Не менее интересно и высказанное в этом же письме замечание Гуго Бокселя о том, что лишая Бога воли и свободы выбора, он вместо «бесконечно совершенного существа» «изобретает чудовище». Это опять-таки мнение обывателя, а не философа, но оно чрезвычайно показательно.
И Спиноза, прекрасно понимая, что стоит с Бокселем по разные стороны философских баррикад, тем не менее отвечает ему, и мы приведем довольно пространные отрывки из этого ответа, так как они опять-таки крайне важны для понимания его философии и восприятия мира:
«…Вы говорите, что если я отрицаю относительно Бога акты зрения, слуха, внимания… и т. п. и не признаю, что они эминентно существуют в Боге, то Вам непонятно, каким я представляю себе Бога. Это заставляет меня подозревать, что, по Вашему мнению, нет большего совершенства, чем то, которое может быть выражено этими атрибутами. Этому я не удивляюсь, ибо я думаю, что если бы треугольник имел дар слова, то он таким же образом сказал бы, что Бог в эминентном смысле треуголен, а круг сказал бы, что Божественная природа эминентным образом кругла. И подобным образом любая вещь приписывала бы Богу свои собственные атрибуты и делала бы себя похожей на Бога, причем все остальное казалось бы ей безобразным…

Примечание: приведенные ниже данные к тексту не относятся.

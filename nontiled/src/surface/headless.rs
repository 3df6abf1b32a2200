//! In-memory surfaces and pane.
//!
//! These implementations record every command they receive so that a driver
//! (the CLI simulator, or a test) can inspect what a real paint backend would
//! have shown. Whether a URL "loads" is decided by a [`ResourceResolver`].
//!
//! State lives behind `Arc<Mutex<_>>` so a [`PaneHandle`] obtained before the
//! pane is handed to the overlay keeps observing it afterwards.

use std::sync::{Arc, Mutex, MutexGuard};

use crate::geo::PixelPoint;
use crate::surface::{
    CrossOrigin, LoadState, OverlayPane, PaneSpec, RenderMode, Surface, SurfaceSpec,
};

/// Decides the load outcome of a URL.
pub trait ResourceResolver: Send + Sync {
    fn resolve(&self, url: &str) -> LoadState;
}

impl<F> ResourceResolver for F
where
    F: Fn(&str) -> LoadState + Send + Sync,
{
    fn resolve(&self, url: &str) -> LoadState {
        self(url)
    }
}

/// Resolver under which every URL loads immediately.
#[derive(Debug, Clone, Copy, Default)]
pub struct AlwaysLoad;

impl ResourceResolver for AlwaysLoad {
    fn resolve(&self, _url: &str) -> LoadState {
        LoadState::Loaded
    }
}

/// Resolver under which every URL stays pending until the driver reports it.
#[derive(Debug, Clone, Copy, Default)]
pub struct NeverSettle;

impl ResourceResolver for NeverSettle {
    fn resolve(&self, _url: &str) -> LoadState {
        LoadState::Pending
    }
}

/// Recorded state of one headless surface.
#[derive(Debug, Clone, PartialEq)]
pub struct SurfaceState {
    pub mode: RenderMode,
    pub cross_origin: Option<CrossOrigin>,
    pub width: f64,
    pub height: f64,
    pub position: PixelPoint,
    pub scale: f64,
    pub opacity: f64,
    pub invalid: bool,
    /// URL most recently assigned to the surface.
    pub src: Option<String>,
    /// Every URL the surface was asked to load, in order.
    pub loads: Vec<String>,
    /// URL last drawn into the canvas backing store (canvas mode only).
    pub drawn: Option<String>,
}

impl SurfaceState {
    fn new(spec: &SurfaceSpec) -> Self {
        Self {
            mode: spec.mode,
            cross_origin: spec.cross_origin,
            width: 0.0,
            height: 0.0,
            position: PixelPoint::default(),
            scale: 1.0,
            opacity: 1.0,
            invalid: false,
            src: None,
            loads: Vec::new(),
            drawn: None,
        }
    }
}

type SharedSurface = Arc<Mutex<SurfaceState>>;

fn lock(state: &SharedSurface) -> MutexGuard<'_, SurfaceState> {
    // A poisoned lock only means a panicking test thread; the data is still usable.
    state.lock().unwrap_or_else(|e| e.into_inner())
}

fn load_into(state: &SharedSurface, resolver: &dyn ResourceResolver, url: &str) -> LoadState {
    let mut s = lock(state);
    s.src = Some(url.to_string());
    s.loads.push(url.to_string());
    drop(s);
    resolver.resolve(url)
}

/// Surface that shows the resource as an image element sized in CSS pixels.
pub struct ImageSurface {
    state: SharedSurface,
    resolver: Arc<dyn ResourceResolver>,
}

impl Surface for ImageSurface {
    fn mode(&self) -> RenderMode {
        RenderMode::Image
    }

    fn set_size(&mut self, width: f64, height: f64) {
        let mut s = lock(&self.state);
        s.width = width;
        s.height = height;
    }

    fn set_position(&mut self, position: PixelPoint) {
        let mut s = lock(&self.state);
        s.position = position;
        s.scale = 1.0;
    }

    fn set_transform(&mut self, origin: PixelPoint, scale: f64) {
        let mut s = lock(&self.state);
        s.position = origin;
        s.scale = scale;
    }

    fn set_opacity(&mut self, opacity: f64) {
        lock(&self.state).opacity = opacity;
    }

    fn set_invalid(&mut self, invalid: bool) {
        lock(&self.state).invalid = invalid;
    }

    fn load(&mut self, url: &str) -> LoadState {
        load_into(&self.state, self.resolver.as_ref(), url)
    }
}

/// Surface that draws the loaded resource into a canvas backing store.
///
/// The backing store has whole-pixel dimensions; the drawn resource only
/// changes when [`Surface::present`] is called.
pub struct CanvasSurface {
    state: SharedSurface,
    resolver: Arc<dyn ResourceResolver>,
}

impl Surface for CanvasSurface {
    fn mode(&self) -> RenderMode {
        RenderMode::Canvas
    }

    fn set_size(&mut self, width: f64, height: f64) {
        let mut s = lock(&self.state);
        s.width = width.round();
        s.height = height.round();
        // Resizing a canvas clears it
        s.drawn = None;
    }

    fn set_position(&mut self, position: PixelPoint) {
        let mut s = lock(&self.state);
        s.position = position;
        s.scale = 1.0;
    }

    fn set_transform(&mut self, origin: PixelPoint, scale: f64) {
        let mut s = lock(&self.state);
        s.position = origin;
        s.scale = scale;
    }

    fn set_opacity(&mut self, opacity: f64) {
        lock(&self.state).opacity = opacity;
    }

    fn set_invalid(&mut self, invalid: bool) {
        lock(&self.state).invalid = invalid;
    }

    fn load(&mut self, url: &str) -> LoadState {
        load_into(&self.state, self.resolver.as_ref(), url)
    }

    fn present(&mut self) {
        let mut s = lock(&self.state);
        s.drawn = s.src.clone();
    }
}

/// Recorded state of a headless pane.
#[derive(Debug, Clone, PartialEq)]
pub struct PaneState {
    pub visible: bool,
    pub opacity: f64,
    pub z_index: Option<i32>,
    pub pointer_events: Option<String>,
    /// Stacking moves in order, `true` for front and `false` for back.
    pub restacks: Vec<bool>,
    pub removed: bool,
}

/// Inspection handle onto a [`HeadlessPane`].
#[derive(Clone)]
pub struct PaneHandle {
    pane: Arc<Mutex<PaneState>>,
    surfaces: Arc<Mutex<Vec<SharedSurface>>>,
}

impl PaneHandle {
    /// Snapshot of the container state.
    pub fn pane(&self) -> PaneState {
        self.pane.lock().unwrap_or_else(|e| e.into_inner()).clone()
    }

    /// Snapshot of the `index`-th created surface.
    pub fn surface(&self, index: usize) -> Option<SurfaceState> {
        let surfaces = self.surfaces.lock().unwrap_or_else(|e| e.into_inner());
        surfaces.get(index).map(|s| lock(s).clone())
    }

    /// Number of surfaces created so far.
    pub fn surface_count(&self) -> usize {
        self.surfaces.lock().unwrap_or_else(|e| e.into_inner()).len()
    }
}

/// In-memory overlay pane.
///
/// # Example
///
/// ```
/// use nontiled::surface::headless::{AlwaysLoad, HeadlessPane};
///
/// let pane = HeadlessPane::new(AlwaysLoad);
/// let handle = pane.handle();
/// assert_eq!(handle.surface_count(), 0);
/// assert!(handle.pane().visible);
/// ```
pub struct HeadlessPane {
    handle: PaneHandle,
    resolver: Arc<dyn ResourceResolver>,
}

impl HeadlessPane {
    /// Create a pane whose surfaces resolve URLs with `resolver`.
    pub fn new(resolver: impl ResourceResolver + 'static) -> Self {
        Self::with_resolver(Arc::new(resolver))
    }

    /// Create a pane sharing an existing resolver.
    pub fn with_resolver(resolver: Arc<dyn ResourceResolver>) -> Self {
        Self {
            handle: PaneHandle {
                pane: Arc::new(Mutex::new(PaneState {
                    visible: true,
                    opacity: 1.0,
                    z_index: None,
                    pointer_events: None,
                    restacks: Vec::new(),
                    removed: false,
                })),
                surfaces: Arc::new(Mutex::new(Vec::new())),
            },
            resolver,
        }
    }

    /// Apply container presentation options.
    pub fn apply_spec(&mut self, spec: &PaneSpec) {
        let mut pane = self.pane_state();
        pane.opacity = spec.opacity;
        pane.z_index = spec.z_index;
        pane.pointer_events = spec.pointer_events.clone();
    }

    /// Handle for inspecting this pane after it has been handed out.
    pub fn handle(&self) -> PaneHandle {
        self.handle.clone()
    }

    fn pane_state(&self) -> MutexGuard<'_, PaneState> {
        self.handle.pane.lock().unwrap_or_else(|e| e.into_inner())
    }
}

impl OverlayPane for HeadlessPane {
    fn create_surface(&mut self, spec: &SurfaceSpec) -> Box<dyn Surface> {
        let state = Arc::new(Mutex::new(SurfaceState::new(spec)));
        self.handle
            .surfaces
            .lock()
            .unwrap_or_else(|e| e.into_inner())
            .push(Arc::clone(&state));

        let resolver = Arc::clone(&self.resolver);
        match spec.mode {
            RenderMode::Image => Box::new(ImageSurface { state, resolver }),
            RenderMode::Canvas => Box::new(CanvasSurface { state, resolver }),
        }
    }

    fn set_visible(&mut self, visible: bool) {
        self.pane_state().visible = visible;
    }

    fn set_opacity(&mut self, opacity: f64) {
        self.pane_state().opacity = opacity;
    }

    fn set_z_index(&mut self, z_index: i32) {
        self.pane_state().z_index = Some(z_index);
    }

    fn bring_to_front(&mut self) {
        self.pane_state().restacks.push(true);
    }

    fn bring_to_back(&mut self) {
        self.pane_state().restacks.push(false);
    }

    fn remove(&mut self) {
        self.pane_state().removed = true;
    }
}
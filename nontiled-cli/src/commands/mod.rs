//! CLI command implementations.

pub mod common;
pub mod config;
pub mod simulate;
pub mod url;
impl NonTiledOverlay {
    /// Create a detached overlay. The configuration is validated.
    pub fn new(config: LayerConfig, provider: FetchProvider) -> Result<Self, OverlayError> {
        config.validate()?;
        Ok(Self {
            config,
            orchestrator: Orchestrator::new(provider),
            events: EventEmitter::new(),
            attachment: None,
        })
    }

    pub fn config(&self) -> &LayerConfig {
        &self.config
    }

    pub fn provider(&self) -> &FetchProvider {
        self.orchestrator.provider()
    }

    pub fn attribution(&self) -> &str {
        &self.config.attribution
    }

    pub fn is_attached(&self) -> bool {
        self.attachment.is_some()
    }

    /// Rendering mode chosen at attach time.
    pub fn render_mode(&self) -> Option<RenderMode> {
        self.attachment.as_ref().map(|a| a.mode)
    }

    pub fn phase(&self) -> RefreshPhase {
        self.attachment
            .as_ref()
            .map_or(RefreshPhase::Detached, |a| a.phase)
    }

    /// Key of the most recent request, or the empty sentinel while hidden.
    pub fn latest_key(&self) -> Option<&RequestKey> {
        self.orchestrator.latest_key()
    }

    /// Whether the container is shown.
    pub fn is_visible(&self) -> bool {
        self.attachment.as_ref().is_some_and(|a| a.visible)
    }

    /// The slot pair, while attached.
    pub fn slots(&self) -> Option<&SlotPair> {
        self.attachment.as_ref().map(|a| &a.slots)
    }

    /// Register an event listener.
    pub fn on(
        &mut self,
        kind: EventKind,
        listener: impl FnMut(&OverlayEvent) + 'static,
    ) -> ListenerId {
        self.events.on(kind, listener)
    }

    /// Remove an event listener.
    pub fn off(&mut self, id: ListenerId) -> bool {
        self.events.off(id)
    }

    // ==================== Lifecycle ====================

    /// Create the pane and both slots, subscribe to host events and run the
    /// first refresh.
    pub fn attach(&mut self, host: &mut dyn MapHost) -> Result<(), OverlayError> {
        if self.attachment.is_some() {
            return Err(OverlayError::AlreadyAttached);
        }

        let mode = RenderMode::resolve(self.config.use_canvas, host.supports_canvas());
        let zoom_animated = host.zoom_animated();

        let mut pane = host.create_pane(&PaneSpec {
            opacity: self.config.opacity,
            z_index: self.config.z_index,
            pointer_events: self.config.pointer_events.clone(),
        });
        let spec = SurfaceSpec {
            mode,
            cross_origin: self.config.cross_origin,
            zoom_animated,
        };
        let first = pane.create_surface(&spec);
        let second = pane.create_surface(&spec);

        let mut subscriptions = vec![
            host.subscribe(HostEventKind::ViewportSettled),
            host.subscribe(HostEventKind::ZoomChanged),
        ];
        if zoom_animated {
            subscriptions.push(host.subscribe(HostEventKind::ZoomFrame));
        }

        self.attachment = Some(Attachment {
            pane,
            slots: SlotPair::new(first, second),
            subscriptions,
            mode,
            visible: true,
            phase: RefreshPhase::Idle,
        });
        info!(
            provider = self.orchestrator.provider().name(),
            ?mode,
            zoom_animated,
            "Overlay attached"
        );

        self.update(&*host);
        Ok(())
    }

    /// Release every host subscription made at attach time and remove the pane.
    ///
    /// Completions still queued are discarded; requests still running are
    /// left to finish and will be ignored.
    pub fn detach(&mut self, host: &mut dyn MapHost) -> Result<(), OverlayError> {
        let mut attachment = self.attachment.take().ok_or(OverlayError::NotAttached)?;

        for id in attachment.subscriptions.drain(..) {
            host.unsubscribe(id);
        }
        attachment.pane.remove();

        let discarded = self.orchestrator.discard_pending();
        info!(discarded, "Overlay detached");
        Ok(())
    }

    /// React to a host event.
    pub fn handle_event(&mut self, host: &dyn MapHost, event: HostEvent) {
        match event {
            HostEvent::ViewportSettled => self.update(host),
            HostEvent::ZoomFrame { zoom, center } => self.animate_zoom(host, zoom, center),
            HostEvent::ZoomChanged => self.settle_zoom(host),
        }
    }

    /// Re-run the refresh cycle. Does nothing while detached.
    pub fn redraw(&mut self, host: &dyn MapHost) {
        if self.attachment.is_some() {
            self.update(host);
        }
    }

    // ==================== Presentation ====================

    /// Change the container opacity.
    pub fn set_opacity(&mut self, opacity: f64) -> Result<(), OverlayError> {
        validate_opacity(opacity)?;
        self.config.opacity = opacity;
        if let Some(attachment) = self.attachment.as_mut() {
            attachment.pane.set_opacity(opacity);
        }
        Ok(())
    }

    /// Change the stacking order. Zero is ignored.
    pub fn set_z_index(&mut self, z_index: i32) {
        if z_index == 0 {
            return;
        }
        self.config.z_index = Some(z_index);
        if let Some(attachment) = self.attachment.as_mut() {
            attachment.pane.set_z_index(z_index);
        }
    }

    pub fn bring_to_front(&mut self) {
        if let Some(attachment) = self.attachment.as_mut() {
            attachment.pane.bring_to_front();
        }
    }

    pub fn bring_to_back(&mut self) {
        if let Some(attachment) = self.attachment.as_mut() {
            attachment.pane.bring_to_back();
        }
    }

    /// Merge provider parameters and redraw unless `no_redraw` is set.
    ///
    /// Returns `false` when the provider has no parameters to update.
    pub fn set_params(
        &mut self,
        host: &dyn MapHost,
        params: &[(String, String)],
        no_redraw: bool,
    ) -> bool {
        let changed = self.orchestrator.provider_mut().set_params(params);
        if changed && !no_redraw {
            self.redraw(host);
        }
        changed
    }

    // ==================== Completions ====================

    /// Apply every queued async completion. Returns how many were processed.
    pub fn process_completions(&mut self) -> usize {
        let mut processed = 0;
        while let Some(completion) = self.orchestrator.try_next() {
            self.apply_completion(completion);
            processed += 1;
        }
        processed
    }

    /// Wait for the next async completion and apply it.
    ///
    /// The overlay keeps a sender of its own, so this waits until a provider
    /// delivers; bound it with a timeout when no delivery may come.
    pub async fn wait_for_completion(&mut self) {
        if let Some(completion) = self.orchestrator.next().await {
            self.apply_completion(completion);
        }
    }

    /// Report that `url` finished loading into `slot`.
    ///
    /// Reports for a URL the slot no longer holds are ignored.
    pub fn resource_loaded(&mut self, slot: SlotId, url: &str) {
        let Some(attachment) = self.attachment.as_mut() else {
            return;
        };
        let resource = attachment.slots.get_mut(slot);
        if resource.src() != Some(url) {
            debug!(?slot, url, "Ignoring load of a replaced resource");
            return;
        }
        resource.set_invalid(false);

        if url == self.config.error_resource_url {
            debug!(?slot, "Fallback resource loaded");
            return;
        }

        let Some(key) = resource.key.clone() else {
            return;
        };
        if !self.orchestrator.accept(&key) {
            debug!(?slot, key = %key, "Dropping stale resource");
            return;
        }
        if slot != attachment.slots.buffer_id() {
            debug!(?slot, key = %key, "Resource already on screen");
            return;
        }
        self.finalize(slot);
    }

    /// Report that `url` failed to load into `slot`.
    ///
    /// Only the buffer slot is failed over to the fallback; the slot on
    /// screen keeps what it shows.
    pub fn resource_failed(&mut self, slot: SlotId, url: &str) {
        let Some(attachment) = self.attachment.as_ref() else {
            return;
        };
        if attachment.slots.get(slot).src() != Some(url) {
            debug!(?slot, url, "Ignoring failure of a replaced resource");
            return;
        }
        if slot != attachment.slots.buffer_id() {
            debug!(?slot, url, "Ignoring failure reported for the shown slot");
            return;
        }
        self.fail_slot(slot, Some(url.to_string()));
    }

    // ==================== Refresh cycle ====================

    fn update(&mut self, host: &dyn MapHost) {
        let Some(attachment) = self.attachment.as_mut() else {
            return;
        };

        let viewport = Viewport::read(host);
        let clipped = clip_bounds(&viewport.bounds, &self.config.bounds);
        let nw = host.project_to_container(clipped.north_west());
        let se = host.project_to_container(clipped.south_east());
        let (width, height) = (se.x - nw.x, se.y - nw.y);

        let visible = attachment.slots.current_mut();
        visible.scale = visible.last_scale;
        visible.settle_scale = 1.0;

        let target_id = attachment.slots.buffer_id();
        let target = attachment.slots.buffer_mut();
        target.scale = 1.0;
        target.last_scale = 1.0;
        target.tag = None;
        target.clear_src();
        target.set_opacity(0.0);

        if !viewport.zoom_within(self.config.min_zoom, self.config.max_zoom)
            || is_below_floor(width, height)
        {
            debug!(zoom = viewport.zoom, width, height, "Nothing to request, hiding overlay");
            target.bounds = None;
            target.key = Some(RequestKey::empty());
            self.orchestrator.mark_empty();

            attachment.pane.set_visible(false);
            attachment.visible = false;
            attachment.phase = RefreshPhase::Hidden;

            let state = target.load(EMPTY_RESOURCE_URL);
            self.apply_load_state(target_id, EMPTY_RESOURCE_URL, state);
            return;
        }

        target.bounds = Some(clipped);
        zoom::reset_image(target, host);

        let multiplier = f64::from(scale_multiplier(
            self.config.detect_retina,
            host.device_pixel_ratio(),
        ));
        let request = Request::new(
            clipped,
            (width * multiplier).round() as u32,
            (height * multiplier).round() as u32,
        );
        target.key = Some(request.key().clone());
        attachment.phase = RefreshPhase::AwaitingUrl;

        self.events.emit(&OverlayEvent::Loading {
            key: request.key().clone(),
        });

        match self.orchestrator.issue(target_id, &request) {
            Issued::Ready(url) => {
                attachment.phase = RefreshPhase::AwaitingResource;
                let state = attachment.slots.get_mut(target_id).load(&url);
                self.apply_load_state(target_id, &url, state);
            }
            Issued::Failed(e) => {
                warn!(error = %e, key = %request.key(), "Provider could not build a URL");
                self.fail_slot(target_id, None);
            }
            Issued::Awaiting => {}
        }
    }

    fn apply_completion(&mut self, completion: Completion) {
        let Some(attachment) = self.attachment.as_mut() else {
            return;
        };
        let Completion {
            slot,
            key,
            url,
            tag,
        } = completion;

        if !self.orchestrator.accept(&key) {
            debug!(?slot, key = %key, "Dropping stale completion");
            return;
        }
        if slot != attachment.slots.buffer_id() {
            debug!(?slot, key = %key, "Dropping completion for a slot already on screen");
            return;
        }

        attachment.phase = RefreshPhase::AwaitingResource;
        let resource = attachment.slots.get_mut(slot);
        resource.key = Some(key);
        resource.tag = tag;
        let state = resource.load(&url);
        self.apply_load_state(slot, &url, state);
    }

    fn apply_load_state(&mut self, slot: SlotId, url: &str, state: LoadState) {
        match state {
            LoadState::Loaded => self.resource_loaded(slot, url),
            LoadState::Failed => self.resource_failed(slot, url),
            LoadState::Pending => {}
        }
    }

    /// Fire `error`, mark the slot and substitute the fallback resource.
    ///
    /// The fallback is substituted at most once: if it fails too, the slot
    /// stays marked invalid.
    fn fail_slot(&mut self, slot: SlotId, url: Option<String>) {
        let Some(attachment) = self.attachment.as_mut() else {
            return;
        };
        warn!(?slot, url = url.as_deref().unwrap_or("<none>"), "Resource failed");
        self.events.emit(&OverlayEvent::Error {
            slot,
            url: url.clone(),
        });

        if slot == attachment.slots.buffer_id()
            && matches!(
                attachment.phase,
                RefreshPhase::AwaitingUrl | RefreshPhase::AwaitingResource
            )
        {
            attachment.phase = RefreshPhase::Idle;
        }

        let resource = attachment.slots.get_mut(slot);
        resource.set_invalid(true);

        let fallback = self.config.error_resource_url.clone();
        if url.as_deref() == Some(fallback.as_str()) {
            return;
        }
        let state = resource.load(&fallback);
        self.apply_load_state(slot, &fallback, state);
    }

    /// Swap `slot` in and fire `load`.
    fn finalize(&mut self, slot: SlotId) {
        let Some(attachment) = self.attachment.as_mut() else {
            return;
        };
        if !attachment.slots.finalize(slot) {
            return;
        }

        let shown = attachment.slots.get(slot);
        let key = shown.key.clone().unwrap_or_else(RequestKey::empty);
        let tag = shown.tag.clone();
        if let Some(tag) = &tag {
            self.orchestrator.tag_resolved(tag);
        }

        if key.is_empty() {
            attachment.pane.set_visible(false);
            attachment.visible = false;
            attachment.phase = RefreshPhase::Hidden;
        } else {
            attachment.pane.set_visible(true);
            attachment.visible = true;
            attachment.phase = RefreshPhase::Idle;
        }

        debug!(?slot, key = %key, "Resource swapped in");
        self.events.emit(&OverlayEvent::Load { slot, key, tag });
    }

    // ==================== Zoom ====================

    fn animate_zoom(&mut self, host: &dyn MapHost, zoom: f64, center: LatLng) {
        if let Some(attachment) = self.attachment.as_mut() {
            for slot in attachment.slots.iter_mut() {
                zoom::animate(slot, host, zoom, center);
            }
        }
    }

    fn settle_zoom(&mut self, host: &dyn MapHost) {
        if let Some(attachment) = self.attachment.as_mut() {
            for slot in attachment.slots.iter_mut() {
                zoom::settle(slot, host);
            }
        }
    }
}
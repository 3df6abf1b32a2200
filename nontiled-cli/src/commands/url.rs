//! `url` command: print the request a viewport would issue.

use std::cell::RefCell;
use std::path::Path;
use std::rc::Rc;

use clap::Args;
use nontiled::non_tiled_layer;
use nontiled::overlay::{EventKind, OverlayEvent, RefreshPhase};
use nontiled::provider::FetchProvider;
use nontiled::surface::headless::NeverSettle;

use super::common::{build_host, load_settings, resolve_provider, ProviderArgs, ViewArgs};
use crate::error::CliError;

/// Arguments for `nontiled url`.
#[derive(Debug, Args)]
pub struct UrlArgs {
    #[command(flatten)]
    pub view: ViewArgs,

    #[command(flatten)]
    pub provider: ProviderArgs,
}

/// What a single refresh produced.
#[derive(Debug, Clone, PartialEq)]
pub struct UrlReport {
    pub phase: RefreshPhase,
    pub key: Option<String>,
    pub url: Option<String>,
    pub provider_failed: bool,
}

/// Run the url command.
pub fn run(args: UrlArgs, config_path: Option<&Path>) -> Result<(), CliError> {
    let report = resolve(&args, config_path)?;

    match report.phase {
        RefreshPhase::Hidden => {
            println!("Viewport is outside the zoom range or too small; nothing is requested.");
        }
        _ if report.provider_failed => {
            println!("Provider could not build a URL for this viewport.");
            if let Some(key) = &report.key {
                println!("Key: {}", key);
            }
        }
        _ => {
            if let Some(key) = &report.key {
                println!("Key: {}", key);
            }
            if let Some(url) = &report.url {
                println!("URL: {}", url);
            }
        }
    }
    Ok(())
}

/// Attach an overlay to a headless host, refresh once and report the request.
pub fn resolve(args: &UrlArgs, config_path: Option<&Path>) -> Result<UrlReport, CliError> {
    let settings = load_settings(config_path)?;
    let provider = resolve_provider(&args.provider, settings.wms)?;

    let mut host = build_host(&args.view).with_resolver(NeverSettle);
    let mut overlay = non_tiled_layer(settings.layer, FetchProvider::sync(provider))?;

    let failed = Rc::new(RefCell::new(false));
    let flag = Rc::clone(&failed);
    overlay.on(EventKind::Error, move |event| {
        if let OverlayEvent::Error { url: None, .. } = event {
            *flag.borrow_mut() = true;
        }
    });

    overlay.attach(&mut host)?;

    let url = overlay
        .slots()
        .and_then(|slots| slots.get(slots.buffer_id()).src().map(str::to_string));
    let report = UrlReport {
        phase: overlay.phase(),
        key: overlay.latest_key().map(|k| k.to_string()),
        url,
        provider_failed: *failed.borrow(),
    };

    overlay.detach(&mut host)?;
    Ok(report)
}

На Ваш вопрос, имею ли я о Боге столь же ясную идею, как о треугольнике, я отвечаю утвердительно. Вы меня спросите, имею ли я о Боге столь же ясное образное представление (imago), как о треугольнике, то я отвечу отрицательно, ибо Бога мы не можем представлять образно (imaginari), но зато можем понимать (intelligere). Здесь следует также заметить, что я не говорю, что я познаю бога целиком и полностью (omnino), но говорю, что я постигаю некоторые из его атрибутов (не все и даже не большую часть), причем несомненно, что незнание большинства их не препятствует тому, чтобы иметь знание о некоторых из них. Когда я изучал «Элементы» Эвклида, то я сперва узнал, что три угла треугольника равняются двум прямым, и это свойство треугольника было мне вполне ясно, хотя я и не знал многих других его свойств. Что касается духов и привидений, то до сих пор я не слыхал о них ни одного удобопонятного свойства, а слышу одни только фантазии, которых никто не может понять. Когда Вы говорите, что духи или привидения, находящиеся ниже (следую Вашему способу выражения, хотя я не понимаю, почему материя, находящаяся ниже, хуже материи, находящейся выше), состоят из нежнейшей, разреженнейшей и тончайшей субстанции, то мне кажется, что Вы говорите не то о паутине, не то о воздухе или парах. Сказать, что они невидимы, на мой взгляд, равносильно указанию на то, чем они не являются, а не указанию того, что они такое; если только Вы, быть может, не хотите этим намекнуть на то, что они по произволу делают себя то видимыми, то невидимыми и что воображение не встретит никакого затруднения в [представлении] такого рода невозможных вещей, как и в [представлении] других невозможностей.